[DATA TO USE Boundary: Start]

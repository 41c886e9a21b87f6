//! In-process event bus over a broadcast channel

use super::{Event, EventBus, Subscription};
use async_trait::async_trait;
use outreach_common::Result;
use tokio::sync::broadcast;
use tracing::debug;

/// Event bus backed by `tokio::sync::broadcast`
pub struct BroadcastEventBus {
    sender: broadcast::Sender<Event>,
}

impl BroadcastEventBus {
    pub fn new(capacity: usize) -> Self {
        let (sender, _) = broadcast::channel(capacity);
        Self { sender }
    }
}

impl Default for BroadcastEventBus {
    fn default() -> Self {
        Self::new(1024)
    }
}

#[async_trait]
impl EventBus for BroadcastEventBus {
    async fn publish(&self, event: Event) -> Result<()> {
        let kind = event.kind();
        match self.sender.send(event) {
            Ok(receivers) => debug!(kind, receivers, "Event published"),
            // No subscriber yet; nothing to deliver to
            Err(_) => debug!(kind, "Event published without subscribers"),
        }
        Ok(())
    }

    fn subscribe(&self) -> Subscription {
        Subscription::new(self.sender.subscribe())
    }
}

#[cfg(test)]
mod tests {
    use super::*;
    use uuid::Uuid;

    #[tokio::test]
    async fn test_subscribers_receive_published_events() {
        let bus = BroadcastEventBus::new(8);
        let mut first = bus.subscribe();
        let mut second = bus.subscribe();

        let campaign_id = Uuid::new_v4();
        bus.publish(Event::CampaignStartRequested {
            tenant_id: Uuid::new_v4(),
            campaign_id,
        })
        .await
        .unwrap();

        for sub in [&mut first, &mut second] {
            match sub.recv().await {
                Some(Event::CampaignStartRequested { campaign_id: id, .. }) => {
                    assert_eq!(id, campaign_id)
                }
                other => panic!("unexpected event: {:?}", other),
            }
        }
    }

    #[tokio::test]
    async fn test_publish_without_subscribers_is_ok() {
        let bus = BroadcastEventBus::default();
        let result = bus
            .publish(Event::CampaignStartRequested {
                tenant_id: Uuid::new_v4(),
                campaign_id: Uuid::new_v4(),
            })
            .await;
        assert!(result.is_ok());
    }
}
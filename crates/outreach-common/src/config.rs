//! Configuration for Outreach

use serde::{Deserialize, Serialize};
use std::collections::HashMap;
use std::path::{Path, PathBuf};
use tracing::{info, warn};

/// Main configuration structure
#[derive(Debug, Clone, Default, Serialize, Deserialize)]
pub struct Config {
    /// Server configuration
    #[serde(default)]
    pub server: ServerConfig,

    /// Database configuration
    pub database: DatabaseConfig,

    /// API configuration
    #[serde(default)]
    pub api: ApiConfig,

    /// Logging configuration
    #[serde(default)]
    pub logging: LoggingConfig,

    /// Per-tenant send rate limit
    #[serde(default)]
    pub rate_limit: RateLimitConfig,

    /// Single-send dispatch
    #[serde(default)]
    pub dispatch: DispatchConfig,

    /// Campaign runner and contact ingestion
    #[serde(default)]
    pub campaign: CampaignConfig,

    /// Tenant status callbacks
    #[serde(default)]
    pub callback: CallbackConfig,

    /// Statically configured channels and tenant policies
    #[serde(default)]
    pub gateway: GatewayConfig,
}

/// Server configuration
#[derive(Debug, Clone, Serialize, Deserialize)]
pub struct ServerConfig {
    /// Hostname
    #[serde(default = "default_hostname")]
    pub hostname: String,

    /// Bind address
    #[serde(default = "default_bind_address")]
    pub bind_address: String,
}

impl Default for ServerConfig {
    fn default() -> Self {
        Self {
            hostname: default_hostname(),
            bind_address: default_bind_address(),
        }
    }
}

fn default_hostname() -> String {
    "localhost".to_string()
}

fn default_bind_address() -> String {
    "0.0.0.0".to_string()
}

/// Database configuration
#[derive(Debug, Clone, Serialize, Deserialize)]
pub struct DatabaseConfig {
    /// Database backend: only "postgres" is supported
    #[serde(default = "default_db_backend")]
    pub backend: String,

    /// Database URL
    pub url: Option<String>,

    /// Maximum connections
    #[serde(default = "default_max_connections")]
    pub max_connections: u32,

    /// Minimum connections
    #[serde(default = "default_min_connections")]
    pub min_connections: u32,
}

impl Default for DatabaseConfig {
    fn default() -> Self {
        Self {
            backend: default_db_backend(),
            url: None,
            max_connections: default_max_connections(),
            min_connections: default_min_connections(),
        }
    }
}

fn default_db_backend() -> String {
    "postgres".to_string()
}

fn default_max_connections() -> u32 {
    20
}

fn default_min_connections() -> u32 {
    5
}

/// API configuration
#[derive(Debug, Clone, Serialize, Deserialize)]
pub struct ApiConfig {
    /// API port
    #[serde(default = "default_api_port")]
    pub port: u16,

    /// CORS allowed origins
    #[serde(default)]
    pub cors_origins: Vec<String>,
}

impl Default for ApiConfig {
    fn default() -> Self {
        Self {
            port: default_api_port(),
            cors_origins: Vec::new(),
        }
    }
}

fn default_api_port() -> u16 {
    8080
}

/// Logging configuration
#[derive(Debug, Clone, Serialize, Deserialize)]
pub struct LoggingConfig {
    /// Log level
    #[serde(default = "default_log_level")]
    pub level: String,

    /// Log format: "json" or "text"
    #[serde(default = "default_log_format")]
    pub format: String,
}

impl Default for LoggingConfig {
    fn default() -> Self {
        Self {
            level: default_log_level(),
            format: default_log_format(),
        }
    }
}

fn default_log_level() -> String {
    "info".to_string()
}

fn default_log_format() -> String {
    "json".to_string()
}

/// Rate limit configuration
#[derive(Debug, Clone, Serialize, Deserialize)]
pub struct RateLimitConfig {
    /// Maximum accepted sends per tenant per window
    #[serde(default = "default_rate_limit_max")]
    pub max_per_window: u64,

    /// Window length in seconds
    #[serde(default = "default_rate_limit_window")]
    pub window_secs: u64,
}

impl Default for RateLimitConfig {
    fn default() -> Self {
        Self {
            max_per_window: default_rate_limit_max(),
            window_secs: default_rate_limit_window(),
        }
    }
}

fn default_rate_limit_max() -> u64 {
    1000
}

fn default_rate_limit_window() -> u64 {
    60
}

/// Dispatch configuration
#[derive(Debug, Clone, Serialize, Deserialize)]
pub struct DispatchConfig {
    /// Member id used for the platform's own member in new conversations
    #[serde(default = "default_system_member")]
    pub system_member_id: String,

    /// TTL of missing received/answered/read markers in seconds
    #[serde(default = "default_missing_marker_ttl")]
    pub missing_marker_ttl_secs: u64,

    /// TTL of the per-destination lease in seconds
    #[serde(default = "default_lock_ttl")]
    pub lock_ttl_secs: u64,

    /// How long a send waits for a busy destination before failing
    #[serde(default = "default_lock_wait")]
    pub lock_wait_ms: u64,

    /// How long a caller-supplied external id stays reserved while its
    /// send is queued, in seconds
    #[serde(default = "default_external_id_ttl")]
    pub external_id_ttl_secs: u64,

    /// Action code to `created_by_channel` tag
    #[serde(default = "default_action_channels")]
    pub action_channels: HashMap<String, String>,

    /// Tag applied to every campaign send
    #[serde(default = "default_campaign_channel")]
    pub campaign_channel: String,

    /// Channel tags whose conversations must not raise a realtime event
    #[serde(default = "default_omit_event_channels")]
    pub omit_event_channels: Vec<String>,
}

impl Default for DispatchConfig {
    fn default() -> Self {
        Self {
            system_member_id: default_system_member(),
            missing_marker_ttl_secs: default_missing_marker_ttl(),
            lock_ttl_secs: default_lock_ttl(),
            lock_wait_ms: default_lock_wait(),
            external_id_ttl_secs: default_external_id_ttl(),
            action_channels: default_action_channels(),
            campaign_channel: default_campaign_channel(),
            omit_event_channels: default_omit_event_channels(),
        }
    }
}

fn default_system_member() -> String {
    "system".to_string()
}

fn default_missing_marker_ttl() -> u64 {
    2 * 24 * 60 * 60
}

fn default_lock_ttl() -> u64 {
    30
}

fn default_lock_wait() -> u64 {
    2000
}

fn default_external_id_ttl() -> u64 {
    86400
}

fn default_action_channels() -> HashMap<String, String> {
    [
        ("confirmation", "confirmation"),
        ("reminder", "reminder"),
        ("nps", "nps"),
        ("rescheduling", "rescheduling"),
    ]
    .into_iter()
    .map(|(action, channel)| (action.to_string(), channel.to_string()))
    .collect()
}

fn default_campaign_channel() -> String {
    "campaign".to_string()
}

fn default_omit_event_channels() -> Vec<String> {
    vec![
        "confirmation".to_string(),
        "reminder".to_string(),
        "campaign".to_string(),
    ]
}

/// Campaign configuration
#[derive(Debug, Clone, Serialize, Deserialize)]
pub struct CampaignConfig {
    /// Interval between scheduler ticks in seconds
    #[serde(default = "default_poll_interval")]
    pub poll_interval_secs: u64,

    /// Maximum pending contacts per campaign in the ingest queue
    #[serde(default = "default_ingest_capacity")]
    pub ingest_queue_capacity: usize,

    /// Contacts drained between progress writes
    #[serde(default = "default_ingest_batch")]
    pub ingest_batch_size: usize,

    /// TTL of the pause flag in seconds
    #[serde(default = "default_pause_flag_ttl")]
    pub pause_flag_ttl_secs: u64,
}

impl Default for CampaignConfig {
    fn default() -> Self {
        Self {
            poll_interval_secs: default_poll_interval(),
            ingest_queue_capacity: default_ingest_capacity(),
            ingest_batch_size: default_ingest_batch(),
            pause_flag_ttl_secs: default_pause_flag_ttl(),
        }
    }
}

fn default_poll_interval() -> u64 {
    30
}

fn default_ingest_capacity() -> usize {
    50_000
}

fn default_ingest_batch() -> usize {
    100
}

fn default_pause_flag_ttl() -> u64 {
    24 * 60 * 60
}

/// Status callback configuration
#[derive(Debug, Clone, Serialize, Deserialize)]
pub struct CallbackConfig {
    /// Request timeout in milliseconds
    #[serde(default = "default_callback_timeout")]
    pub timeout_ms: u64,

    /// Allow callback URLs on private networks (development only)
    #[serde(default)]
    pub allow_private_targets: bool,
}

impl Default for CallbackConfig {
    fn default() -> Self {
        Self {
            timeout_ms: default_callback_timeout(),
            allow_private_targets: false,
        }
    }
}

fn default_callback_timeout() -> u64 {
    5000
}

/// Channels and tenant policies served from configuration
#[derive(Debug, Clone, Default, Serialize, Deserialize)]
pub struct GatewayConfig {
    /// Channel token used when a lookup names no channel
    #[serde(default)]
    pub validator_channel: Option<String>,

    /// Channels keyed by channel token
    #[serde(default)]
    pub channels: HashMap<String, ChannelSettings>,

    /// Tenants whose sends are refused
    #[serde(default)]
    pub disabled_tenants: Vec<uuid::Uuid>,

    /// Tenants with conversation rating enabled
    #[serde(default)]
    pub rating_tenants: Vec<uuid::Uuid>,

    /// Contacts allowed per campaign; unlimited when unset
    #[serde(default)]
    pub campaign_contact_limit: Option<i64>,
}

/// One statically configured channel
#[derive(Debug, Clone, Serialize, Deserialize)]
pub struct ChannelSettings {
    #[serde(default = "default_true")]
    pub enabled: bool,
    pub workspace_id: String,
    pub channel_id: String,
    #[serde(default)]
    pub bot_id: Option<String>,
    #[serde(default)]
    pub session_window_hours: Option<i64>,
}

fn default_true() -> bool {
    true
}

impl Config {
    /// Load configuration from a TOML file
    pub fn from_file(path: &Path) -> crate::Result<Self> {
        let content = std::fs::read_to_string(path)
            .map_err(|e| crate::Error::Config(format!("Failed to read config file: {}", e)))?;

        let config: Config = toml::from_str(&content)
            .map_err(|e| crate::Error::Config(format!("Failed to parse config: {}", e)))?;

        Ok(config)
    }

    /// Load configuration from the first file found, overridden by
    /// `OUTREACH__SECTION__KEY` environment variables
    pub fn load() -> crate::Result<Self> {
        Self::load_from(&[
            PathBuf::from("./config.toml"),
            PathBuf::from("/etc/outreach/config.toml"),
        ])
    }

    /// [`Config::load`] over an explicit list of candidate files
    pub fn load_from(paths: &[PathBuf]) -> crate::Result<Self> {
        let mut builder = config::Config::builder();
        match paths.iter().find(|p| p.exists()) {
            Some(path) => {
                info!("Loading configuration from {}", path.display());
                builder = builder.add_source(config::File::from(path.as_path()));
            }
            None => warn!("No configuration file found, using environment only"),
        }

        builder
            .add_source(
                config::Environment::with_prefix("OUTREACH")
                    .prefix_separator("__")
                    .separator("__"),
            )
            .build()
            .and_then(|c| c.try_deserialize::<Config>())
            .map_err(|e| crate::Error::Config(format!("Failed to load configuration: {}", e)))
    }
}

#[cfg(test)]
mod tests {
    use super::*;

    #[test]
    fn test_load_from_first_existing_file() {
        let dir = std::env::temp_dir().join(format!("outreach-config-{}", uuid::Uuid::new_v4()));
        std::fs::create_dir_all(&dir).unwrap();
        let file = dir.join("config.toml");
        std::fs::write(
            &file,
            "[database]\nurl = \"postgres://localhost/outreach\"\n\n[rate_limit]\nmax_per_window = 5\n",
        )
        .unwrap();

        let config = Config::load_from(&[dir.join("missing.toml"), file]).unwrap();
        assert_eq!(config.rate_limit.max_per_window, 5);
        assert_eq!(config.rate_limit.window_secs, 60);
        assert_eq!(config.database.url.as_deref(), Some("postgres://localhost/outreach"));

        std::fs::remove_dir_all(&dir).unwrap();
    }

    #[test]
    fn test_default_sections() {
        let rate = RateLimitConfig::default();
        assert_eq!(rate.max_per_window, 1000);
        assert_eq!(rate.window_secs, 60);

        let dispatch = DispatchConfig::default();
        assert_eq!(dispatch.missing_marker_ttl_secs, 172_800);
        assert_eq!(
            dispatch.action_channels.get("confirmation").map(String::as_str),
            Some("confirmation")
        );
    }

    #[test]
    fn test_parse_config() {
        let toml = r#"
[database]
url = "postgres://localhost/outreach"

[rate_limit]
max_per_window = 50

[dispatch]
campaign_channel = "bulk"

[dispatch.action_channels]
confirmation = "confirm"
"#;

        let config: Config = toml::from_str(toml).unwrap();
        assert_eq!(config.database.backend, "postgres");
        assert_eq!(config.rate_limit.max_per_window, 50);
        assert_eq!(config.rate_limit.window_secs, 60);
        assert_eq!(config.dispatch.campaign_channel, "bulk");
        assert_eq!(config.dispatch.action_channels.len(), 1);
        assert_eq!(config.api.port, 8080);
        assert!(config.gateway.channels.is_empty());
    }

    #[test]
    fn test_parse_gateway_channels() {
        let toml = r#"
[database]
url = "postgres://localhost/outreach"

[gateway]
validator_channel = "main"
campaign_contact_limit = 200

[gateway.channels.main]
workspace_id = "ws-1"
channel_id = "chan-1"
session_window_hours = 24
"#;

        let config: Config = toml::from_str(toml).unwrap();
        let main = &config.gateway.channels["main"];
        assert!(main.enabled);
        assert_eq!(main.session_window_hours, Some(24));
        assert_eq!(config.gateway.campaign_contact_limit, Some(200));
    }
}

[DATA TO USE Boundary: End]

WHAT YOU SHOULD DO: Please output only the lines from the first line of the entries through the line with "let result = bus", both included, exactly as written.

ANSWER BELOW:
repository 41c886e9a21b87f6
//! In-process event bus over a broadcast channel

use super::{Event, EventBus, Subscription};
use async_trait::async_trait;
use outreach_common::Result;
use tokio::sync::broadcast;
use tracing::debug;

/// Event bus backed by `tokio::sync::broadcast`
pub struct BroadcastEventBus {
    sender: broadcast::Sender<Event>,
}

impl BroadcastEventBus {
    pub fn new(capacity: usize) -> Self {
        let (sender, _) = broadcast::channel(capacity);
        Self { sender }
    }
}

impl Default for BroadcastEventBus {
    fn default() -> Self {
        Self::new(1024)
    }
}

#[async_trait]
impl EventBus for BroadcastEventBus {
    async fn publish(&self, event: Event) -> Result<()> {
        let kind = event.kind();
        match self.sender.send(event) {
            Ok(receivers) => debug!(kind, receivers, "Event published"),
            // No subscriber yet; nothing to deliver to
            Err(_) => debug!(kind, "Event published without subscribers"),
        }
        Ok(())
    }

    fn subscribe(&self) -> Subscription {
        Subscription::new(self.sender.subscribe())
    }
}

#[cfg(test)]
mod tests {
    use super::*;
    use uuid::Uuid;

    #[tokio::test]
    async fn test_subscribers_receive_published_events() {
        let bus = BroadcastEventBus::new(8);
        let mut first = bus.subscribe();
        let mut second = bus.subscribe();

        let campaign_id = Uuid::new_v4();
        bus.publish(Event::CampaignStartRequested {
            tenant_id: Uuid::new_v4(),
            campaign_id,
        })
        .await
        .unwrap();

        for sub in [&mut first, &mut second] {
            match sub.recv().await {
                Some(Event::CampaignStartRequested { campaign_id: id, .. }) => {
                    assert_eq!(id, campaign_id)
                }
                other => panic!("unexpected event: {:?}", other),
            }
        }
    }

    #[tokio::test]
    async fn test_publish_without_subscribers_is_ok() {
        let bus = BroadcastEventBus::default();
        let result = bus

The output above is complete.